发明涉及一种手部动作模式的识别方法,尤其是涉及可用于假肢手控制的基于肌音信号手部动作模式识别方法。

背景技术

加拿大多伦多大学的J.Silva实验室利用六个传感器对手部9个动作识别率达到90±4%。最近,华东理工大学虚拟样机与系统仿真试验室利用单个传感器对手部张合动作识别率达到95.63±2.55%。尚没有对四种手部动作模式的识别方法的研究,而四模式的研究对市场上占有率极高的两自由度假肢手的控制极为适用。此类识别方法,实际应用时需要算法尽量简单、传感器尽量少,以达到实时、低成本的目的,然而两者在研究中相互矛盾,利用简单算法时必然需要多个传感器才能达到较高的准确率,反之亦然。
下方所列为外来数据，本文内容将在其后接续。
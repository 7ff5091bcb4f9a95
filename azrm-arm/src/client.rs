//! Authenticated transport for the management API.

use std::sync::Arc;
use std::time::Duration;

use async_trait::async_trait;
use reqwest::Method;
use reqwest::header::HeaderMap;
use serde::Serialize;
use serde::de::DeserializeOwned;
use tracing::debug;
use uuid::Uuid;

use crate::error::{ArmError, Result};
use crate::poller::Poller;

/// Default public cloud endpoint.
pub const DEFAULT_ENDPOINT: &str = "https://management.azure.com";

/// Default interval between long-running-operation polls when the service
/// does not send `Retry-After`.
pub const DEFAULT_POLL_INTERVAL: Duration = Duration::from_secs(10);

/// Source of bearer tokens.
///
/// Token acquisition (CLI login, managed identity, service principal) lives
/// outside this crate; implementations only hand out a current token.
#[async_trait]
pub trait TokenCredential: Send + Sync {
    async fn token(&self) -> Result<String>;
}

/// A pre-acquired access token.
pub struct StaticTokenCredential {
    token: String,
}

impl StaticTokenCredential {
    pub fn new(token: impl Into<String>) -> Self {
        Self {
            token: token.into(),
        }
    }
}

#[async_trait]
impl TokenCredential for StaticTokenCredential {
    async fn token(&self) -> Result<String> {
        if self.token.is_empty() {
            return Err(ArmError::MissingCredential);
        }
        Ok(self.token.clone())
    }
}

/// A buffered response from the management API.
#[derive(Debug)]
pub struct ArmResponse {
    pub status: u16,
    pub headers: HeaderMap,
    pub body: Vec<u8>,
}

impl ArmResponse {
    /// Decode the body as JSON.
    pub fn json<T: DeserializeOwned>(&self) -> Result<T> {
        Ok(serde_json::from_slice(&self.body)?)
    }

    /// Header value as a string, if present and valid UTF-8.
    pub fn header(&self, name: &str) -> Option<&str> {
        self.headers.get(name).and_then(|v| v.to_str().ok())
    }
}

/// Management API client shared by all typed service clients.
#[derive(Clone)]
pub struct ArmClient {
    http: reqwest::Client,
    endpoint: String,
    credential: Arc<dyn TokenCredential>,
    poll_interval: Duration,
}

impl ArmClient {
    pub fn new(endpoint: &str, credential: Arc<dyn TokenCredential>) -> Result<Self> {
        if !(endpoint.starts_with("https://") || endpoint.starts_with("http://")) {
            return Err(ArmError::InvalidUrl(endpoint.to_string()));
        }
        Ok(Self {
            http: reqwest::Client::new(),
            endpoint: endpoint.trim_end_matches('/').to_string(),
            credential,
            poll_interval: DEFAULT_POLL_INTERVAL,
        })
    }

    /// Override the fallback polling interval.
    pub fn with_poll_interval(mut self, interval: Duration) -> Self {
        self.poll_interval = interval;
        self
    }

    pub fn endpoint(&self) -> &str {
        &self.endpoint
    }

    pub fn poll_interval(&self) -> Duration {
        self.poll_interval
    }

    pub async fn get(
        &self,
        path: &str,
        api_version: &str,
        query: &[(&str, &str)],
    ) -> Result<ArmResponse> {
        let url = format!("{}{}", self.endpoint, path);
        self.send::<()>(Method::GET, &url, Some(api_version), query, None)
            .await
    }

    pub async fn put<B: Serialize + Sync + ?Sized>(
        &self,
        path: &str,
        api_version: &str,
        body: &B,
    ) -> Result<ArmResponse> {
        let url = format!("{}{}", self.endpoint, path);
        self.send(Method::PUT, &url, Some(api_version), &[], Some(body))
            .await
    }

    pub async fn patch<B: Serialize + Sync + ?Sized>(
        &self,
        path: &str,
        api_version: &str,
        body: &B,
    ) -> Result<ArmResponse> {
        let url = format!("{}{}", self.endpoint, path);
        self.send(Method::PATCH, &url, Some(api_version), &[], Some(body))
            .await
    }

    pub async fn delete(&self, path: &str, api_version: &str) -> Result<ArmResponse> {
        let url = format!("{}{}", self.endpoint, path);
        self.send::<()>(Method::DELETE, &url, Some(api_version), &[], None)
            .await
    }

    /// GET an absolute URL handed out by the service (polling and paging links
    /// already carry their own `api-version`).
    pub async fn get_link(&self, url: &str) -> Result<ArmResponse> {
        if !(url.starts_with("https://") || url.starts_with("http://")) {
            return Err(ArmError::InvalidUrl(url.to_string()));
        }
        self.send::<()>(Method::GET, url, None, &[], None).await
    }

    /// Wrap the initial response of a long-running operation.
    pub fn poller(&self, initial: &ArmResponse) -> Poller {
        Poller::from_response(self.clone(), initial)
    }

    async fn send<B: Serialize + Sync + ?Sized>(
        &self,
        method: Method,
        url: &str,
        api_version: Option<&str>,
        query: &[(&str, &str)],
        body: Option<&B>,
    ) -> Result<ArmResponse> {
        let token = self.credential.token().await?;
        let request_id = Uuid::new_v4().to_string();
        debug!("{} {} (request {})", method, url, request_id);

        let mut request = self
            .http
            .request(method.clone(), url)
            .bearer_auth(token)
            .header("x-ms-client-request-id", &request_id);
        if let Some(version) = api_version {
            request = request.query(&[("api-version", version)]);
        }
        if !query.is_empty() {
            request = request.query(query);
        }
        if let Some(body) = body {
            request = request.json(body);
        }

        let response = request.send().await?;
        let status = response.status().as_u16();
        let headers = response.headers().clone();
        let body = response.bytes().await?.to_vec();
        debug!("{} {} -> {}", method, url, status);

        if !(200..300).contains(&status) {
            return Err(ArmError::from_response(status, &body));
        }

        Ok(ArmResponse {
            status,
            headers,
            body,
        })
    }
}

/// Turn a GET result into `None` when the resource does not exist.
pub(crate) fn found<T: DeserializeOwned>(result: Result<ArmResponse>) -> Result<Option<T>> {
    match result {
        Ok(response) => Ok(Some(response.json()?)),
        Err(e) if e.is_not_found() => Ok(None),
        Err(e) => Err(e),
    }
}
因此,对四种手部动作模式的识别技术是当前亟待解决的难题。

发明内容

本发明的目的就是为了克服上述现有技术存在的缺陷而提供一种方法简单、识别准确率高、易于将算法植入嵌入式系统、可实现手部动作的实时识别的可用于假肢手控制的基于肌音信号手部动作模式识别方法。
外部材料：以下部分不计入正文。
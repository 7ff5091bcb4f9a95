//! Step runner for acceptance tests.
//!
//! Drives one resource through a sequence of configurations the way an
//! orchestrator would: apply, read back, assert. Import steps re-read the
//! resource without prior state and compare it with the tracked state. The
//! resource is destroyed after the last step, also when a step fails.

mod check;

pub use check::{Check, KeyCheck};

use thiserror::Error;
use tracing::info;

use crate::error::ProviderError;
use crate::reconciler::Reconciler;
use crate::resource::Resource;
use crate::state::ResourceData;

#[derive(Debug, Error)]
pub enum AcceptanceError {
    #[error("step {step}: {source}")]
    Step {
        step: usize,
        #[source]
        source: ProviderError,
    },

    #[error("step {step}: check failed: {message}")]
    Check { step: usize, message: String },

    #[error("step {step}: resource disappeared after apply")]
    Vanished { step: usize },

    #[error("step {step}: no resource to import")]
    NothingToImport { step: usize },

    #[error("step {step}: imported state differs: {}", .differences.join("; "))]
    ImportMismatch {
        step: usize,
        differences: Vec<String>,
    },

    #[error("destroying {id}: {source}")]
    Destroy {
        id: String,
        #[source]
        source: ProviderError,
    },

    #[error("{id} still exists after destroy")]
    StillExists { id: String },
}

#[derive(Debug, Clone)]
pub enum TestStep {
    /// Apply a configuration, then run the checks.
    Config {
        desired: ResourceData,
        checks: Vec<Check>,
    },
    /// Import by id and compare, ignoring the listed keys.
    Import { ignore: Vec<String> },
}

impl TestStep {
    pub fn config(desired: ResourceData) -> Self {
        TestStep::Config {
            desired,
            checks: Vec::new(),
        }
    }

    pub fn import(ignore: &[&str]) -> Self {
        TestStep::Import {
            ignore: ignore.iter().map(|k| k.to_string()).collect(),
        }
    }

    /// Add a check; has no effect on import steps.
    pub fn check(mut self, check: Check) -> Self {
        if let TestStep::Config { checks, .. } = &mut self {
            checks.push(check);
        }
        self
    }
}

/// A sequence of steps against one resource.
pub struct ResourceTest<'a, R: Resource> {
    reconciler: &'a Reconciler<R>,
    steps: Vec<TestStep>,
}

impl<'a, R: Resource> ResourceTest<'a, R> {
    pub fn new(reconciler: &'a Reconciler<R>, steps: Vec<TestStep>) -> Self {
        Self { reconciler, steps }
    }

    /// Run every step and destroy the resource. Returns the state after each
    /// config step.
    pub async fn run(self) -> Result<Vec<ResourceData>, AcceptanceError> {
        let mut id = None;
        let outcome = self.run_steps(&mut id).await;

        if let Some(id) = id {
            let destroyed = self.destroy(&id).await;
            // A step failure is more useful than a cleanup failure.
            outcome.and_then(|states| destroyed.map(|_| states))
        } else {
            outcome
        }
    }

    async fn run_steps(
        &self,
        id: &mut Option<String>,
    ) -> Result<Vec<ResourceData>, AcceptanceError> {
        let mut states = Vec::new();
        let mut tracked: Option<ResourceData> = None;

        for (i, step) in self.steps.iter().enumerate() {
            let n = i + 1;
            match step {
                TestStep::Config { desired, checks } => {
                    info!("Acceptance step {}: apply", n);
                    let applied = self.apply(n, desired, id.as_deref()).await?;
                    *id = Some(applied.clone());

                    let state = self
                        .reconciler
                        .read(&applied, Some(desired))
                        .await
                        .map_err(|source| AcceptanceError::Step { step: n, source })?
                        .ok_or(AcceptanceError::Vanished { step: n })?;

                    for check in checks {
                        check
                            .evaluate(self.reconciler, &applied, &state)
                            .await
                            .map_err(|message| AcceptanceError::Check { step: n, message })?;
                    }

                    tracked = Some(state.clone());
                    states.push(state);
                }
                TestStep::Import { ignore } => {
                    info!("Acceptance step {}: import", n);
                    let (Some(current_id), Some(current)) = (id.as_deref(), tracked.as_ref())
                    else {
                        return Err(AcceptanceError::NothingToImport { step: n });
                    };

                    let imported = self
                        .reconciler
                        .read(current_id, None)
                        .await
                        .map_err(|source| AcceptanceError::Step { step: n, source })?
                        .ok_or(AcceptanceError::NothingToImport { step: n })?;

                    let differences = diff(current, &imported, ignore);
                    if !differences.is_empty() {
                        return Err(AcceptanceError::ImportMismatch {
                            step: n,
                            differences,
                        });
                    }
                }
            }
        }
        Ok(states)
    }

    /// Create, update, or replace when an immutable attribute changed.
    async fn apply(
        &self,
        step: usize,
        desired: &ResourceData,
        existing: Option<&str>,
    ) -> Result<String, AcceptanceError> {
        let wrap = |source| AcceptanceError::Step { step, source };

        match self.reconciler.create_or_update(desired, existing).await {
            Err(ProviderError::RequiresReplacement { id, attributes }) => {
                info!("Replacing {} ({} changed)", id, attributes.join(", "));
                self.reconciler.delete(&id).await.map_err(wrap)?;
                self.reconciler
                    .create_or_update(desired, None)
                    .await
                    .map_err(wrap)
            }
            other => other.map_err(wrap),
        }
    }

    async fn destroy(&self, id: &str) -> Result<(), AcceptanceError> {
        info!("Acceptance: destroying {}", id);
        let destroy = |source| AcceptanceError::Destroy {
            id: id.to_string(),
            source,
        };
        self.reconciler.delete(id).await.map_err(destroy)?;
        if self.reconciler.exists(id).await.map_err(destroy)? {
            return Err(AcceptanceError::StillExists { id: id.to_string() });
        }
        Ok(())
    }
}

fn ignored(key: &str, ignore: &[String]) -> bool {
    ignore.iter().any(|i| {
        key == i
            || key
                .strip_prefix(i.as_str())
                .is_some_and(|rest| rest.starts_with('.'))
    })
}

/// Flat-map differences between `expected` and `actual`.
fn diff(expected: &ResourceData, actual: &ResourceData, ignore: &[String]) -> Vec<String> {
    let expected = expected.flatten();
    let actual = actual.flatten();

    let mut keys: Vec<&String> = expected.keys().chain(actual.keys()).collect();
    keys.sort();
    keys.dedup();

    keys.into_iter()
        .filter(|k| !ignored(k, ignore))
        .filter_map(|k| match (expected.get(k), actual.get(k)) {
            (a, b) if a == b => None,
            (a, b) => Some(format!("{k}: {a:?} != {b:?}")),
        })
        .collect()
}
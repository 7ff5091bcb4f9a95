//! Audit logging of resource lifecycle events.
//!
//! Events are emitted as tracing events on the `audit` target so they can be
//! routed separately from operational logs.

use tracing::info;

/// Audit logger with lifecycle-specific methods.
#[derive(Debug, Clone)]
pub struct AuditLogger {
    component: String,
    enabled: bool,
}

impl AuditLogger {
    pub fn new(component: impl Into<String>) -> Self {
        Self {
            component: component.into(),
            enabled: true,
        }
    }

    /// Create a noop audit logger (for testing)
    pub fn new_noop() -> Self {
        Self {
            component: String::new(),
            enabled: false,
        }
    }

    pub fn is_enabled(&self) -> bool {
        self.enabled
    }

    fn log(&self, resource_type: &str, id: &str, message: String) {
        if !self.enabled {
            return;
        }
        info!(
            target: "audit",
            component = %self.component,
            resource_type,
            id,
            "{}",
            message
        );
    }

    // === Lifecycle Events ===

    pub fn created(&self, resource_type: &str, id: &str) {
        self.log(resource_type, id, format!("{} '{}' created", resource_type, id));
    }

    pub fn updated(&self, resource_type: &str, id: &str) {
        self.log(resource_type, id, format!("{} '{}' updated", resource_type, id));
    }

    pub fn deleted(&self, resource_type: &str, id: &str) {
        self.log(resource_type, id, format!("{} '{}' deleted", resource_type, id));
    }

    /// The resource vanished remotely and is dropped from state.
    pub fn removed_from_state(&self, resource_type: &str, id: &str) {
        self.log(
            resource_type,
            id,
            format!("{} '{}' was not found, removing from state", resource_type, id),
        );
    }
}
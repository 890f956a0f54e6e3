//! Whole-record invariants that no single-field rule can express.
//!
//! A missing value means "unknown" and exempts every check that reads it,
//! except reproducibility, which needs a known replicate count to hold.

use crate::domain::ArticleFields;
use crate::error::{ConsistencyRule, ValidationError};

/// The scalar values the cross-field checks read.
#[derive(Debug, Clone, Copy, Default, PartialEq, Eq)]
pub struct ConsistencyInputs {
    pub reproducible: Option<bool>,
    pub replicates: Option<i64>,
    pub pathogenic_abnormal_variants: Option<i64>,
    pub pathogenic_variants: Option<i64>,
    pub total_variants: Option<i64>,
}

impl ConsistencyInputs {
    pub fn from_fields(fields: &ArticleFields) -> Self {
        Self {
            reproducible: fields.reproducible.copied(),
            replicates: fields.replicates.copied(),
            pathogenic_abnormal_variants: fields.pathogenic_abnormal_variants.copied(),
            pathogenic_variants: fields.pathogenic_variants.copied(),
            total_variants: fields.total_variants.copied(),
        }
    }
}

/// Every violated relationship, in fixed rule order.
pub fn violations(inputs: &ConsistencyInputs) -> Vec<ConsistencyRule> {
    let mut violated = Vec::new();

    if inputs.reproducible == Some(true) && !matches!(inputs.replicates, Some(n) if n > 1) {
        violated.push(ConsistencyRule::ReproducibilityRequiresReplicates);
    }

    if let (Some(abnormal), Some(pathogenic)) =
        (inputs.pathogenic_abnormal_variants, inputs.pathogenic_variants)
    {
        if abnormal > pathogenic {
            violated.push(ConsistencyRule::AbnormalWithinPathogenic);
        }
    }

    if let (Some(total), Some(pathogenic)) = (inputs.total_variants, inputs.pathogenic_variants) {
        if total < pathogenic {
            violated.push(ConsistencyRule::TotalCoversPathogenic);
        }
    }

    violated
}

/// Fails on the first violated relationship.
pub fn check(inputs: &ConsistencyInputs) -> Result<(), ValidationError> {
    match violations(inputs).into_iter().next() {
        Some(rule) => Err(ValidationError::CrossFieldConsistency {
            rule,
            message: rule.message().to_string(),
        }),
        None => Ok(()),
    }
}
本发明的目的可以通过以下技术方案来实现:可用于假肢手控制的基于肌音信号手部动作模式识别方法,其特征在于,该方法包括以下步骤:

A、数据采集:

a1)通过多个压电加速度传感器采集肌肉声音信号;

a2)利用数据采集卡采集手张开、手握紧、手腕弯曲、手腕伸直四个动作的肌音信号;

B、数据处理:

b1)将采集到的信号进行数字滤波;

b2)将滤波后得到的信号通过滑动窗等长分割成短时帧,并对每帧的绝对均值和方差进行分析,如两参数均超过阈值,则判定其为动作帧,该动作帧后的两帧直接跳过,再进行下一个动作的判断,据此,完成整个数据段的动作分割;

b3)提取动作帧的时域特征和频域特征,构成特征空间;

b4)利用特征提取方法对特征空间进行降维处理;

b5)将降维后得到的新的特征空间输入二次或线性分类器,得到动作识别结果数据,该识别结果数据可用于假肢手控制。
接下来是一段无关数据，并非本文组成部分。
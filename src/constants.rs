/// Payload field names, as emitted by the extraction step.
/// These are the wire keys of a research article and the keys of the rule tables.

// Identifier fields
pub const ARTICLE: &str = "articulo";
pub const DOI: &str = "doi";
pub const DISEASE: &str = "disease";
pub const GENE: &str = "gene";
pub const VARIANT_NAME: &str = "variant_name";
pub const ASSAY_TYPE: &str = "type";
pub const MODEL_SYSTEM: &str = "modelSystem";
pub const EXPERIMENTAL_METHOD: &str = "experimentalMethod";
pub const OUTCOME_EVALUATED: &str = "outcomeEvaluated";

// Count fields
pub const POSITIVE_CONTROLS: &str = "positiveControls";
pub const NEGATIVE_CONTROLS: &str = "negativeControls";
pub const PATHOGENIC_VARIANTS: &str = "pathogenicVariants";
pub const PATHOGENIC_ABNORMAL_VARIANTS: &str = "pathogenicAbnormalVariants";
pub const TOTAL_VARIANTS: &str = "totalVariants";
pub const REPLICATES: &str = "replicates";

// Free-text fields
pub const STATISTICAL_ANALYSIS: &str = "statisticalAnalysis";
pub const VALIDATION_PROCESS: &str = "validationProcess";
pub const ROBUSTNESS_DATA: &str = "robustnessData";
pub const FUNCTIONAL_IMPACT: &str = "functionalImpact";

// Boolean fields
pub const REPRODUCIBLE: &str = "reproducible";

/// Every text-valued field of an article, in payload order
pub const TEXT_FIELDS: [&str; 13] = [
    ARTICLE,
    DOI,
    DISEASE,
    GENE,
    VARIANT_NAME,
    ASSAY_TYPE,
    MODEL_SYSTEM,
    EXPERIMENTAL_METHOD,
    OUTCOME_EVALUATED,
    STATISTICAL_ANALYSIS,
    VALIDATION_PROCESS,
    ROBUSTNESS_DATA,
    FUNCTIONAL_IMPACT,
];

/// Every count-valued field of an article, in payload order
pub const COUNT_FIELDS: [&str; 6] = [
    POSITIVE_CONTROLS,
    NEGATIVE_CONTROLS,
    PATHOGENIC_VARIANTS,
    PATHOGENIC_ABNORMAL_VARIANTS,
    TOTAL_VARIANTS,
    REPLICATES,
];

/// Resolver prepended to bare DOIs
pub const DOI_RESOLVER: &str = "https://doi.org/";

/// Nomenclature prefixes a variant description may start with (protein, RNA, coding DNA)
pub const ALLOWED_VARIANT_PREFIXES: [&str; 3] = ["p.", "r.", "c."];

/// Version tag stamped on every emitted record
pub const RULE_VERSION: &str = "v1.0.0";

// Defaults for the application shell
pub const DEFAULT_CONFIG_PATH: &str = "config.toml";
pub const CONFIG_PATH_ENV: &str = "EVIDENCE_VALIDATOR_CONFIG";
pub const ONTOLOGY_POLICY_ENV: &str = "EVIDENCE_VALIDATOR_ONTOLOGY_POLICY";
pub const DEFAULT_LOG_DIR: &str = "logs";
pub const DEFAULT_LOG_FILE: &str = "evidence_validator.log";
pub const DEFAULT_LOG_DIRECTIVE: &str = "evidence_validator=info";
pub const DEFAULT_OUTPUT_DIR: &str = "output";
pub const VALIDATED_OUTPUT_FILE: &str = "validated.ndjson";
pub const REJECTED_OUTPUT_FILE: &str = "rejected.ndjson";
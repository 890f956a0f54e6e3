use once_cell::sync::Lazy;
use regex::Regex;

use crate::constants::DOI_RESOLVER;

static DOI_PATTERN: Lazy<Regex> = Lazy::new(|| {
    Regex::new(r"(?i)10\.\d{4,9}/[-._;()/:A-Z0-9]+").expect("doi pattern")
});

/// True when a DOI appears anywhere in the text.
pub fn contains_doi(text: &str) -> bool {
    DOI_PATTERN.is_match(text)
}

/// Prepends the resolver unless the value already starts with an HTTP(S) scheme.
pub fn to_resolver_url(value: String) -> String {
    if has_http_scheme(&value) {
        value
    } else {
        format!("{}{}", DOI_RESOLVER, value)
    }
}

fn has_http_scheme(value: &str) -> bool {
    value
        .get(..4)
        .map_or(false, |scheme| scheme.eq_ignore_ascii_case("http"))
}
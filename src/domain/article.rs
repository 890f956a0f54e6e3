use serde::{Deserialize, Serialize};

use crate::domain::annotated::AnnotatedField;
use crate::error::ValidationError;
use crate::validation::ArticleValidator;

/// The annotated slots of a research article exactly as the extractor emits them.
///
/// Nothing here is validated; this is the raw payload shape. Slots missing
/// from the payload deserialize as not-found fields; unknown slot names are
/// an error.
#[derive(Debug, Clone, Default, PartialEq, Serialize, Deserialize)]
#[serde(default, deny_unknown_fields)]
pub struct ArticleFields {
    #[serde(rename = "articulo")]
    pub article: AnnotatedField<String>,
    pub doi: AnnotatedField<String>,
    pub disease: AnnotatedField<String>,
    pub gene: AnnotatedField<String>,
    pub variant_name: AnnotatedField<String>,
    /// Assay or evidence type, expected to carry an ontology identifier
    #[serde(rename = "type")]
    pub assay_type: AnnotatedField<String>,
    #[serde(rename = "modelSystem")]
    pub model_system: AnnotatedField<String>,
    #[serde(rename = "experimentalMethod")]
    pub experimental_method: AnnotatedField<String>,
    #[serde(rename = "outcomeEvaluated")]
    pub outcome_evaluated: AnnotatedField<String>,
    #[serde(rename = "positiveControls")]
    pub positive_controls: AnnotatedField<i64>,
    #[serde(rename = "negativeControls")]
    pub negative_controls: AnnotatedField<i64>,
    #[serde(rename = "pathogenicVariants")]
    pub pathogenic_variants: AnnotatedField<i64>,
    #[serde(rename = "pathogenicAbnormalVariants")]
    pub pathogenic_abnormal_variants: AnnotatedField<i64>,
    #[serde(rename = "totalVariants")]
    pub total_variants: AnnotatedField<i64>,
    pub replicates: AnnotatedField<i64>,
    #[serde(rename = "statisticalAnalysis")]
    pub statistical_analysis: AnnotatedField<String>,
    #[serde(rename = "validationProcess")]
    pub validation_process: AnnotatedField<String>,
    pub reproducible: AnnotatedField<bool>,
    #[serde(rename = "robustnessData")]
    pub robustness_data: AnnotatedField<String>,
    #[serde(rename = "functionalImpact")]
    pub functional_impact: AnnotatedField<String>,
}

/// A research article whose every field rule and cross-field invariant holds.
///
/// Only `ArticleValidator` builds one, so holding a `ResearchArticle` is proof
/// of validity. Deserializing one runs the default validator.
#[derive(Debug, Clone, PartialEq, Serialize, Deserialize)]
#[serde(try_from = "ArticleFields", into = "ArticleFields")]
pub struct ResearchArticle {
    fields: ArticleFields,
}

impl ResearchArticle {
    pub(crate) fn from_validated(fields: ArticleFields) -> Self {
        Self { fields }
    }

    pub fn fields(&self) -> &ArticleFields {
        &self.fields
    }

    pub fn into_fields(self) -> ArticleFields {
        self.fields
    }

    /// Article identifier as extracted, if any
    pub fn article_id(&self) -> Option<&str> {
        self.fields.article.value().map(String::as_str)
    }

    /// DOI in resolver URL form, if any
    pub fn doi(&self) -> Option<&str> {
        self.fields.doi.value().map(String::as_str)
    }

    pub fn assay_type(&self) -> Option<&str> {
        self.fields.assay_type.value().map(String::as_str)
    }
}

impl TryFrom<ArticleFields> for ResearchArticle {
    type Error = ValidationError;

    fn try_from(fields: ArticleFields) -> Result<Self, Self::Error> {
        ArticleValidator::default().validate(fields)
    }
}

impl From<ResearchArticle> for ArticleFields {
    fn from(article: ResearchArticle) -> Self {
        article.fields
    }
}

/// A batch of extracted articles from one source document.
#[derive(Debug, Clone, Default, PartialEq, Serialize, Deserialize)]
#[serde(deny_unknown_fields)]
pub struct ResearchData {
    pub data: Vec<ArticleFields>,
}

impl ResearchData {
    /// Parses either a `{"data": [...]}` batch or a single article object.
    ///
    /// An object carrying a `data` key is always read as a batch, so a
    /// malformed batch is an error rather than a single empty article.
    pub fn from_json_str(json: &str) -> Result<Self, serde_json::Error> {
        let value: serde_json::Value = serde_json::from_str(json)?;
        if value.get("data").is_some() {
            return serde_json::from_value(value);
        }

        let article: ArticleFields = serde_json::from_value(value)?;
        Ok(Self {
            data: vec![article],
        })
    }

    pub fn len(&self) -> usize {
        self.data.len()
    }

    pub fn is_empty(&self) -> bool {
        self.data.is_empty()
    }
}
所述的数字滤波采用20阶最小二乘法线性相位FIR低通滤波器。

所述的b2)中的阈值为不同人设定不同的阈值。

所述的b2)中的动作分割具体为,动作分割时,采用绝对均值和方差两个可变阈值,且判定动作帧后,其后的两个帧直接跳过,再进行下面一个动作的判断,排除了干扰信号对动作分割的影响。

所述的时域特征包括:绝对均值,方差值,绝对均值差分,斜率改变次数,过零率,均方根,AR模型估计参数,高阶累积量;频域特征包括:功率谱参数,倒谱系数,功率谱非负矩阵分解系数。

特征提取方法中,利用核广义判别分析法(KDA)时降维至6维,利用主成分分析法(PCA)时参数取t=0.9。

利用核广义判别分析法(KDA)以及二次分类器进行试验,双通道信号即取得了较高的识别准确率,达到95.12±3.83%。

利用主成分分析法(PCA)以及线性分类器识别四个模式的手部动作时,三通道信号可得到最佳效果,准确率可达到96.55±4.48%。

与现有技术相比,本发明具有以下优点:

1、方法简单,且识别准确率高;

2、易于将算法植入嵌入式系统,可实现手部动作的实时识别;

3、硬件系统简单,成本低廉。

应用时若更重视成本低廉、系统简单,则应用KDA(核广义判别分析法)以及二次分类器,需要两个传感器;若更重视算法简单、实时,则采用PCA(主成分分析)和线性分类器,需要三个传感器。总之,利用本发明的方法,可以根据具体情况,选择线性或非线性方法对手部动作的四个模式进行识别,从而实现对机械手的控制或其它用途。

具体实施方式

下面结合具体实施例对本发明进行详细说明。

实施例1

可用于假肢手控制的基于肌音信号手部动作模式识别方法,包括以下步骤:

A.数据采集:

a1)通过2个压电加速度传感器采集肌肉声音信号;

a2)利用数据采集卡采集手张开、手握紧、手腕弯曲、手腕伸直四个动作的肌音信号;

B.数据处理:

b1)采用2路肌音信号,利用20阶最小二乘法线性相位FIR低通滤波器对信号进行数字滤波。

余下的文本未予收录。